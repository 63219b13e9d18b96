//! # Frame Reassembler
//!
//! Folds interleaved `stream_start` / `stream_chunk` / `stream_end` frames into
//! finalized [`Message`]s, one buffer per sender.
//!
//! ## Guarantees
//! - A sender's buffer exists only between its start and its end frame.
//! - A chunk for a sender with no open buffer changes nothing.
//! - Buffers of different senders never touch each other.
//! - Empty or sentinel (`"..."`) turns produce no message.
//!
//! ## NOT Responsible For
//! - Re-ordering: frames are applied in arrival order.
//! - Connection state or session frames (that is the supervisor).

use std::collections::HashMap;

use serde::{Deserialize, Serialize};

use crate::frame::InboundFrame;
use crate::message::Message;

/// Placeholder the backend sends when a sender has nothing to say.
pub const SENTINEL_CONTENT: &str = "...";

/// Buffer key for anonymous `chunk` / `end` streams.
pub const ANONYMOUS_SENDER: &str = "bot";

/// How a `stream_chunk` combines with the text buffered so far.
#[derive(Debug, Clone, Copy, Default, PartialEq, Eq, Hash, Serialize, Deserialize)]
#[serde(rename_all = "snake_case")]
pub enum ChunkPolicy {
    /// Each chunk is a fragment; fragments are concatenated.
    #[default]
    Append,
    /// Each chunk carries the full answer so far and replaces the buffer.
    ReplaceLatest,
}

impl std::fmt::Display for ChunkPolicy {
    fn fmt(&self, f: &mut std::fmt::Formatter<'_>) -> std::fmt::Result {
        match self {
            ChunkPolicy::Append => write!(f, "append"),
            ChunkPolicy::ReplaceLatest => write!(f, "replace_latest"),
        }
    }
}

/// Output of the reassembler.
#[derive(Debug, Clone, PartialEq)]
pub enum StreamEvent {
    /// `sender` started typing.
    Typing { sender: String },
    /// Current buffered text for an in-flight turn.
    Partial { sender: String, content: String },
    /// `sender`'s turn is over, whether or not it produced a message.
    TypingCleared { sender: String },
    /// A completed message.
    Finished(Message),
}

#[derive(Debug, Default)]
pub struct FrameReassembler {
    policy: ChunkPolicy,
    buffers: HashMap<String, String>,
}

impl FrameReassembler {
    pub fn new(policy: ChunkPolicy) -> Self {
        Self { policy, buffers: HashMap::new() }
    }

    pub fn policy(&self) -> ChunkPolicy {
        self.policy
    }

    /// Whether `frame` belongs to the reassembler.
    pub fn handles(frame: &InboundFrame) -> bool {
        matches!(
            frame,
            InboundFrame::StreamStart { .. }
                | InboundFrame::StreamChunk { .. }
                | InboundFrame::StreamEnd { .. }
                | InboundFrame::Chunk { .. }
                | InboundFrame::End
                | InboundFrame::Error { .. }
        )
    }

    /// Apply one frame. Frames the reassembler does not handle yield nothing.
    pub fn feed(&mut self, frame: &InboundFrame) -> Vec<StreamEvent> {
        match frame {
            InboundFrame::StreamStart { sender } => vec![self.start(sender)],
            InboundFrame::StreamChunk { sender, content } => {
                self.chunk(sender, content).into_iter().collect()
            }
            InboundFrame::StreamEnd { sender } => self.end(sender),
            InboundFrame::Chunk { content } => self.anonymous_chunk(content),
            InboundFrame::End => self.end(ANONYMOUS_SENDER),
            InboundFrame::Error { content } => vec![StreamEvent::Finished(Message::error(content.clone()))],
            _ => Vec::new(),
        }
    }

    /// Open (or reset) the buffer for `sender`.
    pub fn start(&mut self, sender: &str) -> StreamEvent {
        self.buffers.insert(sender.to_string(), String::new());
        StreamEvent::Typing { sender: sender.to_string() }
    }

    /// Apply a chunk to an open buffer. Returns `None` when `sender` has no
    /// open stream.
    pub fn chunk(&mut self, sender: &str, content: &str) -> Option<StreamEvent> {
        let buf = self.buffers.get_mut(sender)?;
        match self.policy {
            ChunkPolicy::Append => buf.push_str(content),
            ChunkPolicy::ReplaceLatest => {
                buf.clear();
                buf.push_str(content);
            }
        }
        Some(StreamEvent::Partial { sender: sender.to_string(), content: buf.clone() })
    }

    /// Anonymous streams have no start frame; the first chunk opens the buffer.
    fn anonymous_chunk(&mut self, content: &str) -> Vec<StreamEvent> {
        let mut events = Vec::with_capacity(2);
        if !self.buffers.contains_key(ANONYMOUS_SENDER) {
            events.push(self.start(ANONYMOUS_SENDER));
        }
        events.extend(self.chunk(ANONYMOUS_SENDER, content));
        events
    }

    /// Close `sender`'s buffer and emit its message if it has real content.
    pub fn end(&mut self, sender: &str) -> Vec<StreamEvent> {
        let text = self.buffers.remove(sender);
        let mut events = vec![StreamEvent::TypingCleared { sender: sender.to_string() }];
        match text {
            Some(text) if !is_blank(&text) => {
                events.push(StreamEvent::Finished(Message::remote(sender, text)));
            }
            Some(_) => {
                tracing::debug!(sender, "stream ended without content, discarding");
            }
            None => {
                tracing::debug!(sender, "stream_end for sender with no open stream");
            }
        }
        events
    }

    /// Text buffered so far for `sender`, if a stream is open.
    pub fn buffered(&self, sender: &str) -> Option<&str> {
        self.buffers.get(sender).map(String::as_str)
    }

    pub fn is_streaming(&self, sender: &str) -> bool {
        self.buffers.contains_key(sender)
    }

    /// Senders with an open stream, sorted.
    pub fn open_senders(&self) -> Vec<String> {
        let mut senders: Vec<String> = self.buffers.keys().cloned().collect();
        senders.sort();
        senders
    }

    /// Drop every open buffer.
    pub fn clear(&mut self) {
        self.buffers.clear();
    }

    /// Discard every unfinished turn, e.g. when its connection died. Yields a
    /// `TypingCleared` per sender, sorted; nothing is finalized.
    pub fn abandon(&mut self) -> Vec<StreamEvent> {
        let senders = self.open_senders();
        if !senders.is_empty() {
            tracing::debug!(?senders, "abandoning unfinished streams");
        }
        self.buffers.clear();
        senders.into_iter().map(|sender| StreamEvent::TypingCleared { sender }).collect()
    }
}

fn is_blank(text: &str) -> bool {
    text.is_empty() || text == SENTINEL_CONTENT
}

#[cfg(test)]
mod tests {
    use super::*;
    use proptest::prelude::*;

    fn start(s: &str) -> InboundFrame {
        InboundFrame::StreamStart { sender: s.into() }
    }
    fn chunk(s: &str, c: &str) -> InboundFrame {
        InboundFrame::StreamChunk { sender: s.into(), content: c.into() }
    }
    fn end(s: &str) -> InboundFrame {
        InboundFrame::StreamEnd { sender: s.into() }
    }

    fn finished(events: &[StreamEvent]) -> Vec<(String, String)> {
        events
            .iter()
            .filter_map(|e| match e {
                StreamEvent::Finished(m) => Some((m.sender.clone(), m.content.clone())),
                _ => None,
            })
            .collect()
    }

    fn run(r: &mut FrameReassembler, frames: &[InboundFrame]) -> Vec<StreamEvent> {
        frames.iter().flat_map(|f| r.feed(f)).collect()
    }

    #[test]
    fn interleaved_senders_do_not_interfere() {
        let mut r = FrameReassembler::new(ChunkPolicy::Append);
        let events = run(
            &mut r,
            &[
                start("A"),
                chunk("A", "x"),
                start("B"),
                chunk("B", "y"),
                end("B"),
                chunk("A", "z"),
                end("A"),
            ],
        );
        assert_eq!(
            finished(&events),
            vec![("B".to_string(), "y".to_string()), ("A".to_string(), "xz".to_string())]
        );
        assert!(r.open_senders().is_empty());
    }

    #[test]
    fn start_then_end_emits_nothing() {
        let mut r = FrameReassembler::new(ChunkPolicy::Append);
        let events = run(&mut r, &[start("S"), end("S")]);
        assert!(finished(&events).is_empty());
        assert!(!r.is_streaming("S"));
        assert!(events.contains(&StreamEvent::TypingCleared { sender: "S".into() }));
    }

    #[test]
    fn sentinel_content_is_discarded() {
        let mut r = FrameReassembler::new(ChunkPolicy::Append);
        let events = run(&mut r, &[start("S"), chunk("S", "..."), end("S")]);
        assert!(finished(&events).is_empty());
    }

    #[test]
    fn chunk_without_start_is_noop() {
        let mut r = FrameReassembler::new(ChunkPolicy::Append);
        assert!(r.feed(&chunk("S", "lost")).is_empty());
        assert!(r.open_senders().is_empty());
    }

    #[test]
    fn chunk_after_end_is_noop() {
        let mut r = FrameReassembler::new(ChunkPolicy::Append);
        run(&mut r, &[start("S"), chunk("S", "a"), end("S")]);
        assert!(r.feed(&chunk("S", "late")).is_empty());
        assert!(r.buffered("S").is_none());
    }

    #[test]
    fn replace_latest_keeps_only_last_chunk() {
        let mut r = FrameReassembler::new(ChunkPolicy::ReplaceLatest);
        let events = run(&mut r, &[start("C"), chunk("C", "你好"), chunk("C", "你好，我想"), end("C")]);
        assert_eq!(finished(&events), vec![("C".to_string(), "你好，我想".to_string())]);
    }

    #[test]
    fn partial_events_track_buffer() {
        let mut r = FrameReassembler::new(ChunkPolicy::Append);
        r.feed(&start("A"));
        r.feed(&chunk("A", "he"));
        let ev = r.feed(&chunk("A", "llo"));
        assert_eq!(ev, vec![StreamEvent::Partial { sender: "A".into(), content: "hello".into() }]);
    }

    #[test]
    fn restart_resets_buffer() {
        let mut r = FrameReassembler::new(ChunkPolicy::Append);
        run(&mut r, &[start("A"), chunk("A", "stale"), start("A"), chunk("A", "fresh")]);
        assert_eq!(r.buffered("A"), Some("fresh"));
    }

    #[test]
    fn error_frame_bypasses_buffers() {
        let mut r = FrameReassembler::new(ChunkPolicy::Append);
        r.feed(&start("A"));
        let ev = r.feed(&InboundFrame::Error { content: "消息不能为空".into() });
        match &ev[..] {
            [StreamEvent::Finished(m)] => {
                assert!(m.is_error);
                assert_eq!(m.content, "消息不能为空");
            }
            other => panic!("unexpected {other:?}"),
        }
        assert!(r.is_streaming("A"));
    }

    #[test]
    fn anonymous_chunks_open_implicitly() {
        let mut r = FrameReassembler::new(ChunkPolicy::Append);
        let first = r.feed(&InboundFrame::Chunk { content: "您".into() });
        assert_eq!(first[0], StreamEvent::Typing { sender: ANONYMOUS_SENDER.into() });
        r.feed(&InboundFrame::Chunk { content: "好".into() });
        let done = r.feed(&InboundFrame::End);
        assert_eq!(finished(&done), vec![(ANONYMOUS_SENDER.to_string(), "您好".to_string())]);
    }

    #[test]
    fn abandon_clears_typing_without_finalizing() {
        let mut r = FrameReassembler::new(ChunkPolicy::Append);
        run(&mut r, &[start("B"), chunk("B", "half"), start("A")]);
        r.feed(&InboundFrame::Chunk { content: "STALE-".into() });

        let events = r.abandon();
        assert_eq!(
            events,
            vec![
                StreamEvent::TypingCleared { sender: "A".into() },
                StreamEvent::TypingCleared { sender: "B".into() },
                StreamEvent::TypingCleared { sender: ANONYMOUS_SENDER.into() },
            ]
        );
        assert!(r.open_senders().is_empty());

        r.feed(&InboundFrame::Chunk { content: "fresh".into() });
        let done = r.feed(&InboundFrame::End);
        assert_eq!(finished(&done), vec![(ANONYMOUS_SENDER.to_string(), "fresh".to_string())]);
        assert!(r.abandon().is_empty());
    }

    #[test]
    fn non_stream_frames_are_ignored() {
        let mut r = FrameReassembler::new(ChunkPolicy::Append);
        assert!(r.feed(&InboundFrame::Pong).is_empty());
        assert!(!FrameReassembler::handles(&InboundFrame::Pong));
        assert!(FrameReassembler::handles(&InboundFrame::End));
    }

    #[test]
    fn chunk_policy_serde_names() {
        assert_eq!(serde_json::to_string(&ChunkPolicy::ReplaceLatest).unwrap(), "\"replace_latest\"");
        assert_eq!(ChunkPolicy::Append.to_string(), "append");
    }

    proptest! {
        #[test]
        fn concurrent_streams_stay_isolated(
            a in proptest::collection::vec("[a-z]{1,4}", 1..6),
            b in proptest::collection::vec("[A-Z]{1,4}", 1..6),
        ) {
            let mut r = FrameReassembler::new(ChunkPolicy::Append);
            r.feed(&start("A"));
            r.feed(&start("B"));
            let longest = a.len().max(b.len());
            for i in 0..longest {
                if let Some(c) = a.get(i) { r.feed(&chunk("A", c)); }
                if let Some(c) = b.get(i) { r.feed(&chunk("B", c)); }
            }
            let mut events = r.feed(&end("A"));
            events.extend(r.feed(&end("B")));
            let out = finished(&events);
            prop_assert_eq!(out[0].1.clone(), a.concat());
            prop_assert_eq!(out[1].1.clone(), b.concat());
        }
    }
}
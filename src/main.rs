use std::sync::Arc;

use clap::Parser;
use colored::*;
use tokio::io::{AsyncBufReadExt, BufReader};
use tokio::sync::broadcast;
use tracing::warn;
use tracing_subscriber::EnvFilter;

use vivid_link::cli::{parse_input, Args, Input, HELP};
use vivid_link::frame::InboundFrame;
use vivid_link::{
    FileSessionStore, LinkClient, LinkEvent, Message, Outbound, Phase, ProductProfile, SessionStore,
};

// ---------------------------------------------------------------------------
// Rendering
// ---------------------------------------------------------------------------

fn print_message(message: &Message) {
    let sender = if message.is_error {
        message.sender.bright_red().bold()
    } else if message.is_user {
        message.sender.bright_green().bold()
    } else {
        message.sender.bright_cyan().bold()
    };
    let round = message.round.map(|r| format!(" [round {r}]")).unwrap_or_default();
    println!("{sender}{round}: {}", message.content);
    if let Some(meta) = &message.metadata {
        if meta.transfer_to_human {
            println!("{}", "  → transferred to a human agent".yellow());
        }
    }
}

fn print_event(event: &LinkEvent) {
    match event {
        LinkEvent::StateChanged(state) => {
            let phase = match state.phase {
                Phase::Open => state.phase.to_string().green(),
                Phase::Connecting | Phase::Reconnecting => state.phase.to_string().yellow(),
                Phase::Closed => state.phase.to_string().red(),
            };
            let mut line = format!("[{phase}]");
            if state.phase == Phase::Reconnecting {
                line.push_str(&format!(" retry {}/{}", state.retry_count, state.max_retries));
            }
            if let Some(reason) = state.closed_reason {
                line.push_str(&format!(" ({reason:?})"));
            }
            println!("{}", line.dimmed());
        }
        LinkEvent::Reconnecting { attempt, delay } => {
            println!("{}", format!("reconnecting in {:.1}s (attempt {attempt})", delay.as_secs_f64()).yellow());
        }
        LinkEvent::GaveUp { attempts } => {
            println!(
                "{}",
                format!("connection lost after {attempts} retries, type /reconnect to try again").bright_red()
            );
        }
        LinkEvent::Typing { sender } => println!("{}", format!("{sender} is typing…").dimmed()),
        LinkEvent::TypingCleared { .. } | LinkEvent::Partial { .. } => {}
        LinkEvent::Message(message) => print_message(message),
        LinkEvent::Session { session_id, resumed } => {
            let verb = if *resumed { "resumed" } else { "created" };
            println!("{}", format!("session {verb}: {session_id}").dimmed());
        }
        LinkEvent::Frame(frame) => print_frame(frame),
    }
}

fn print_frame(frame: &InboundFrame) {
    match frame {
        InboundFrame::Ready { message } => {
            println!("{}", message.as_deref().unwrap_or("ready").bright_blue());
        }
        InboundFrame::Evaluation { data } => println!("{} {data}", "evaluation:".bright_magenta()),
        InboundFrame::VideoState { state } => println!("{}", format!("video: {state}").dimmed()),
        InboundFrame::InterviewEnd { message, evaluation } => {
            println!("{}", message.as_deref().unwrap_or("interview finished").bright_blue().bold());
            if let Some(evaluation) = evaluation {
                println!("{evaluation}");
            }
        }
        other => println!("{}", format!("<{}>", other.kind()).dimmed()),
    }
}

async fn render(mut events: broadcast::Receiver<LinkEvent>) {
    loop {
        match events.recv().await {
            Ok(event) => print_event(&event),
            Err(broadcast::error::RecvError::Lagged(n)) => warn!(skipped = n, "event printer lagged"),
            Err(broadcast::error::RecvError::Closed) => break,
        }
    }
}

// ---------------------------------------------------------------------------
// Main
// ---------------------------------------------------------------------------

#[tokio::main]
async fn main() -> Result<(), Box<dyn std::error::Error>> {
    let args = Args::parse();

    let default_level = if args.verbose { "vivid_link=debug" } else { "vivid_link=warn" };
    tracing_subscriber::fmt()
        .with_env_filter(EnvFilter::try_from_default_env().unwrap_or_else(|_| EnvFilter::new(default_level)))
        .with_writer(std::io::stderr)
        .init();

    let config = args.link_config()?;
    let settings = config.resolve(args.product)?;
    let profile = ProductProfile::preset(args.product);
    let store: Option<Arc<dyn SessionStore>> = config
        .session_file
        .as_ref()
        .map(|path| Arc::new(FileSessionStore::new(path)) as Arc<dyn SessionStore>);

    println!("{}", format!("vivid-link · {} · {}", args.product, settings.url).bright_cyan().bold());
    println!("{}", "type /help for commands".dimmed());

    let (client, events) = LinkClient::connect(settings, store);
    let printer = tokio::spawn(render(events));

    let mut lines = BufReader::new(tokio::io::stdin()).lines();
    while let Some(line) = lines.next_line().await? {
        let result = match parse_input(&line) {
            Input::Empty => Ok(()),
            Input::Text(text) => {
                let payload = profile.user_request(&text, &args.recipients, &args.mode);
                client.send_user(payload, Message::user(profile.user_sender.as_str(), text)).await
            }
            Input::Reconnect => client.reconnect(),
            Input::Disconnect => client.disconnect(),
            Input::ClearSession => client.clear_session(),
            Input::State => {
                println!("{:?}", client.state());
                Ok(())
            }
            Input::StartInterview(ids) => {
                client
                    .send(Outbound::StartInterview { experience_set_ids: ids, experience_mode: None })
                    .await
            }
            Input::EndInterview => client.send(Outbound::EndInterview).await,
            Input::Help => {
                println!("{HELP}");
                Ok(())
            }
            Input::Quit => break,
            Input::Unknown(cmd) => {
                println!("{}", format!("unknown command /{cmd}").red());
                Ok(())
            }
        };
        if let Err(e) = result {
            println!("{}", format!("error: {e}").red());
        }
    }

    client.shutdown().await;
    drop(client);
    let _ = printer.await;
    Ok(())
}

- [Activity]: Reproduce exactly, and with no other material, the lines between those holding "pub struct FrameReassembler" and "to the reassembler.", inclusive.

- [Output for this task]:
pub struct FrameReassembler {
    policy: ChunkPolicy,
    buffers: HashMap<String, String>,
}

impl FrameReassembler {
    pub fn new(policy: ChunkPolicy) -> Self {
        Self { policy, buffers: HashMap::new() }
    }

    pub fn policy(&self) -> ChunkPolicy {
        self.policy
    }

    /// Whether `frame` belongs to the reassembler.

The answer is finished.